No Brasil semiárido, a escassez de água potável leva seus habitantes à busca por esse pressuposto fundamental da vida nas profundezas subterrâneas de seus solos áridos. No entanto, os poços escavados não raramente lhes oferecem uma água salobra, muito mal recebida pelo organismo humano, que reage, dentre outros sintomas patológicos, com dores estomacais, fezes diarreicas e cálculos renais com suas dores agudas que se somam às dores crônicas do sofrido povo sertanejo.
No entanto, a inteligência brasileira, inspirada na inteligência de povos que superaram o desafio, não apenas tecnológico, mas existencial, de dessalinizar a água do mar para prosseguirem em seu território como nação, desenvolveu um projeto compacto e pluridimensional de dessalinização de águas salobras, socioambientalmente sustentável e sustentado: o Programa Água Doce.
Nos dias 13 e 14 de novembro de 2024, ocorreu, em Sergipe, o IX Encontro Nacional de Capacitação e Integração do Programa Água Doce, ao qual acorreram representantes do governo federal e dos governos dos noves estados nordestinos e de Minas Gerais, totalizando os dez estados que compartilham o território do semiárido brasileiro.

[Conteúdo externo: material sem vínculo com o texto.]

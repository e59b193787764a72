//! Upstream liveness monitor.
//!
//! A single background task ticks on a fixed interval. Each tick makes up to
//! `retry_times` probe attempts and stops at the first success; the tick is
//! healthy if any attempt succeeded. The result is published through an
//! atomic flag that request handlers read without blocking.
//!
//! The flag starts unhealthy, so requests are served from the cache until
//! the first successful probe.

use std::sync::Arc;
use std::sync::atomic::{AtomicBool, Ordering};
use std::time::Duration;

use async_trait::async_trait;
use tokio::task::JoinHandle;
use tokio::time::MissedTickBehavior;

use liteproxy_core::config::HealthConfig;

use crate::upstream::UpstreamClient;

/// Non-blocking view of upstream liveness.
pub trait HealthCheck: Send + Sync {
    fn check(&self) -> bool;
}

/// One liveness probe attempt.
#[async_trait]
pub trait Prober: Send + Sync {
    async fn probe(&self) -> bool;
}

/// Probes the upstream's liveness endpoint; any 2xx is success.
pub struct UpstreamProber {
    client: UpstreamClient,
    path: String,
    timeout: Duration,
}

impl UpstreamProber {
    pub fn new(client: UpstreamClient, config: &HealthConfig) -> Self {
        Self { client, path: config.path.clone(), timeout: config.timeout() }
    }
}

#[async_trait]
impl Prober for UpstreamProber {
    async fn probe(&self) -> bool {
        match self.client.probe(&self.path, self.timeout).await {
            Ok(status) => status.is_success(),
            Err(e) => {
                tracing::debug!(error = %e, "health probe failed");
                false
            }
        }
    }
}

pub struct HealthMonitor {
    healthy: AtomicBool,
    prober: Arc<dyn Prober>,
    interval: Duration,
    retry_times: u32,
}

impl HealthMonitor {
    pub fn new(prober: Arc<dyn Prober>, config: &HealthConfig) -> Self {
        Self {
            healthy: AtomicBool::new(false),
            prober,
            interval: config.interval(),
            retry_times: config.retry_times.max(1),
        }
    }

    /// One tick: healthy if any of up to `retry_times` attempts succeeds.
    pub async fn probe_round(&self) -> bool {
        for attempt in 1..=self.retry_times {
            if self.prober.probe().await {
                return true;
            }
            tracing::debug!(attempt, retry_times = self.retry_times, "health probe attempt failed");
        }
        false
    }

    /// Run one tick and publish the result.
    pub async fn tick(&self) -> bool {
        let healthy = self.probe_round().await;
        let previous = self.healthy.swap(healthy, Ordering::SeqCst);
        if previous != healthy {
            if healthy {
                tracing::info!("upstream is healthy, forwarding requests");
            } else {
                tracing::warn!("upstream is unhealthy, serving from cache");
            }
        }
        healthy
    }

    /// Tick forever. The first tick runs immediately.
    pub async fn run(self: Arc<Self>) {
        let mut interval = tokio::time::interval(self.interval);
        interval.set_missed_tick_behavior(MissedTickBehavior::Delay);
        loop {
            interval.tick().await;
            self.tick().await;
        }
    }

    pub fn spawn(self: &Arc<Self>) -> JoinHandle<()> {
        tokio::spawn(Arc::clone(self).run())
    }
}

impl HealthCheck for HealthMonitor {
    fn check(&self) -> bool {
        self.healthy.load(Ordering::SeqCst)
    }
}

#[cfg(test)]
mod tests {
    use super::*;
    use std::collections::VecDeque;
    use std::sync::Mutex;
    use std::sync::atomic::AtomicUsize;
    use liteproxy_core::AppConfig;
    use wiremock::matchers::{method, path};
    use wiremock::{Mock, MockServer, ResponseTemplate};

    /// Replays scripted results, then repeats the last one.
    struct ScriptedProber {
        results: Mutex<VecDeque<bool>>,
        calls: AtomicUsize,
    }

    impl ScriptedProber {
        fn new(results: &[bool]) -> Arc<Self> {
            Arc::new(Self { results: Mutex::new(results.iter().copied().collect()), calls: AtomicUsize::new(0) })
        }

        fn calls(&self) -> usize {
            self.calls.load(Ordering::SeqCst)
        }
    }

    #[async_trait]
    impl Prober for ScriptedProber {
        async fn probe(&self) -> bool {
            self.calls.fetch_add(1, Ordering::SeqCst);
            let mut results = self.results.lock().unwrap();
            if results.len() > 1 { results.pop_front().unwrap() } else { results.front().copied().unwrap_or(false) }
        }
    }

    fn config(retry_times: u32) -> HealthConfig {
        HealthConfig { interval_ms: 1000, retry_times, ..Default::default() }
    }

    #[tokio::test]
    async fn test_initially_unhealthy() {
        let monitor = HealthMonitor::new(ScriptedProber::new(&[true]), &config(3));
        assert!(!monitor.check());
    }

    #[tokio::test]
    async fn test_all_attempts_fail() {
        let prober = ScriptedProber::new(&[false]);
        let monitor = HealthMonitor::new(prober.clone(), &config(3));

        assert!(!monitor.tick().await);
        assert!(!monitor.check());
        assert_eq!(prober.calls(), 3);
    }

    #[tokio::test]
    async fn test_any_success_in_round_is_healthy() {
        let prober = ScriptedProber::new(&[false, false, true]);
        let monitor = HealthMonitor::new(prober.clone(), &config(3));

        assert!(monitor.tick().await);
        assert!(monitor.check());
        assert_eq!(prober.calls(), 3);
    }

    #[tokio::test]
    async fn test_round_stops_at_first_success() {
        let prober = ScriptedProber::new(&[true]);
        let monitor = HealthMonitor::new(prober.clone(), &config(5));

        assert!(monitor.probe_round().await);
        assert_eq!(prober.calls(), 1);
    }

    #[tokio::test]
    async fn test_transitions_between_ticks() {
        let prober = ScriptedProber::new(&[true, false, false, true]);
        let monitor = HealthMonitor::new(prober, &config(2));

        assert!(monitor.tick().await);
        assert!(!monitor.tick().await);
        assert!(!monitor.check());
        assert!(monitor.tick().await);
        assert!(monitor.check());
    }

    #[tokio::test(start_paused = true)]
    async fn test_run_loop_ticks_on_interval() {
        let prober = ScriptedProber::new(&[true, false]);
        let monitor = Arc::new(HealthMonitor::new(prober.clone(), &config(1)));
        let handle = monitor.spawn();

        tokio::time::sleep(Duration::from_millis(10)).await;
        assert!(monitor.check());
        assert_eq!(prober.calls(), 1);

        tokio::time::sleep(Duration::from_millis(1000)).await;
        assert!(!monitor.check());
        assert_eq!(prober.calls(), 2);

        handle.abort();
    }

    #[tokio::test]
    async fn test_upstream_prober() {
        let server = MockServer::start().await;
        Mock::given(method("GET"))
            .and(path("/healthz"))
            .respond_with(ResponseTemplate::new(200).set_body_string("ok"))
            .mount(&server)
            .await;
        Mock::given(method("GET"))
            .and(path("/livez"))
            .respond_with(ResponseTemplate::new(500))
            .mount(&server)
            .await;

        let client = UpstreamClient::new(&AppConfig { remote_url: server.uri(), ..Default::default() }).unwrap();

        let healthy = UpstreamProber::new(client.clone(), &HealthConfig::default());
        assert!(healthy.probe().await);

        let failing = UpstreamProber::new(client, &HealthConfig { path: "/livez".into(), ..Default::default() });
        assert!(!failing.probe().await);
    }
}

No primeiro dia, houve discussões, em Aracaju/SE, sobre o andamento dos projetos nos respectivos estados; no segundo dia, deu-se uma visita técnica a uma unidade dessalinizadora situada na comunidade Cacimba Nova, em Poço Verde/SE.
Em Cacimba Nova e muitos outros lugares do semiárido brasileiro, onde há um poço profundo a ofertar água salobra, modulou-se um terreno, construiu-se um abrigo, e nele se instalou uma máquina dessalinizadora, com filtros para fragmentos sólidos e membranas semipermeáveis realizadoras da dessalinização da água bruta captada do subsolo. A água tratada fica armazenada em um vasto tonel conectado a um chafariz, de onde os moradores locais coletam as águas tornadas doces.
Por sua vez, o rejeito aquoso contendo o concentrado salínico é depositado num tanque assentado em solo escavado e protegido por manta, onde evapora com segurança ambiental, sendo aproveitado, em alguns locais, para a criação de tilápias ou camarões, ou para a irrigação de plantações de palma.
No entanto, o fator diferencial do êxito desse programa é a concessão da gestão da unidade dessalinizadora a um comitê gestor representativo da própria comunidade beneficiada, o qual passa a tratar com as instâncias executivas dos entes políticos que integram o projeto, objetivando o prosseguimento virtuoso de sua operatividade.
Assim sendo, se, em dado momento, um dos entes federativos suprime sua participação cooperativa para o funcionamento do projeto, a comunidade poderá buscar suporte para a continuidade da atividade: nos entes políticos que remanescerem interessados; na iniciativa privada; e até mesmo em seus próprios recursos, amealhados com as contribuições dos usuários, e com o quanto arrecadado com a comercialização das culturas animais ou vegetais
porventura mantidas com a água salinicamente concentrada, no módulo territorial da unidade.
E esse aspecto da gestão comunitária comunica a necessidade de os entes federativos se abrirem cada vez mais para práticas de fomento e apoio a projetos comunitários autossustentados, em que os cidadãos beneficiados assumam a gestão de seus interesses, inclusive com certa emancipação e suficiência econômicas em relação ao poder público, criando uma cultura de autogestão fortalecedora da continuidade de projetos que, sob a dependência absoluta de entes estatais, poderiam ter sua longevidade comprometida.
Em tempos de tão estéril problematização e polarização ideológica, projetos simples, eficientes e seguros como o Programa Água Doce, materializadores do desiderato constitucional de redução das desigualdades sociais e regionais, apontam para o melhor caminho político da atualidade: o pragmatismo cooperativo, responsável e solucionador.